■ **Work item**: Search the data for lines holding the word "struct". State how many there are, and nothing else.

Collected data:
┏━━
//! Texture loading, decoding, and sampling.
//!
//! Decodes the day, night and specular/clouds images plus the marker
//! glow sprite. Every load is allowed to fail: shading degrades to
//! neutral defaults instead of crashing when an asset is missing.

use egui::ColorImage;

#[derive(Clone)]
pub struct EarthTexture {
    pub width: u32,
    pub height: u32,
    pub pixels: Vec<[u8; 3]>,
}

impl EarthTexture {
    pub fn load_from_path(path: &std::path::Path) -> Result<Self, String> {
        let bytes = std::fs::read(path).map_err(|e| format!("{}: {}", path.display(), e))?;
        Self::from_bytes(&bytes)
    }

    pub fn from_bytes(bytes: &[u8]) -> Result<Self, String> {
        use std::io::Cursor;
        let cursor = Cursor::new(bytes);
        let mut reader = image::ImageReader::new(cursor)
            .with_guessed_format()
            .map_err(|e| format!("Failed to guess format: {}", e))?;
        reader.no_limits();
        let img = reader
            .decode()
            .map_err(|e| format!("Failed to decode image: {}", e))?
            .to_rgb8();
        let width = img.width();
        let height = img.height();
        let pixels: Vec<[u8; 3]> = img.pixels().map(|p| p.0).collect();
        Ok(Self {
            width,
            height,
            pixels,
        })
    }

    /// Flat ocean-blue stand-in for a missing day texture.
    pub fn default_placeholder() -> Self {
        Self {
            width: 2,
            height: 1,
            pixels: vec![[30, 60, 120], [30, 60, 120]],
        }
    }

    pub fn sample(&self, u: f64, v: f64) -> [u8; 3] {
        let x = ((u * self.width as f64) as u32).min(self.width - 1);
        let y = ((v * self.height as f64) as u32).min(self.height - 1);
        self.pixels[(y * self.width + x) as usize]
    }
}

/// The three surface textures the shading model samples.
pub struct TextureSet {
    pub day: EarthTexture,
    pub night: Option<EarthTexture>,
    pub specular_clouds: Option<EarthTexture>,
}

impl TextureSet {
    /// Load from the `textures/` directory next to the manifest; any
    /// missing asset is logged and replaced by its neutral default.
    pub fn load() -> Self {
        let day = match EarthTexture::load_from_path(&asset_path("textures/earth_day.jpg")) {
            Ok(texture) => texture,
            Err(e) => {
                log::warn!("day texture unavailable, using placeholder: {}", e);
                EarthTexture::default_placeholder()
            }
        };
        Self {
            day,
            night: load_optional("textures/earth_night.jpg"),
            specular_clouds: load_optional("textures/earth_specular_clouds.jpg"),
        }
    }
}

fn load_optional(relative: &str) -> Option<EarthTexture> {
    match EarthTexture::load_from_path(&asset_path(relative)) {
        Ok(texture) => {
            log::info!("loaded {}", relative);
            Some(texture)
        }
        Err(e) => {
            log::warn!("{} unavailable: {}", relative, e);
            None
        }
    }
}

/// Decode the marker glow sprite, alpha channel included.
pub fn load_glow_sprite() -> Result<ColorImage, String> {
    let path = asset_path("textures/glow_particle.png");
    let bytes = std::fs::read(&path).map_err(|e| format!("{}: {}", path.display(), e))?;
    use std::io::Cursor;
    let img = image::ImageReader::new(Cursor::new(bytes.as_slice()))
        .with_guessed_format()
        .map_err(|e| format!("Failed to guess format: {}", e))?
        .decode()
        .map_err(|e| format!("Failed to decode image: {}", e))?
        .to_rgba8();
    let size = [img.width() as usize, img.height() as usize];
    Ok(ColorImage::from_rgba_unmultiplied(size, img.as_raw()))
}

pub(crate) fn asset_path(relative: &str) -> std::path::PathBuf {
    std::path::Path::new(env!("CARGO_MANIFEST_DIR")).join(relative)
}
┗━━
■ **Written response**: 2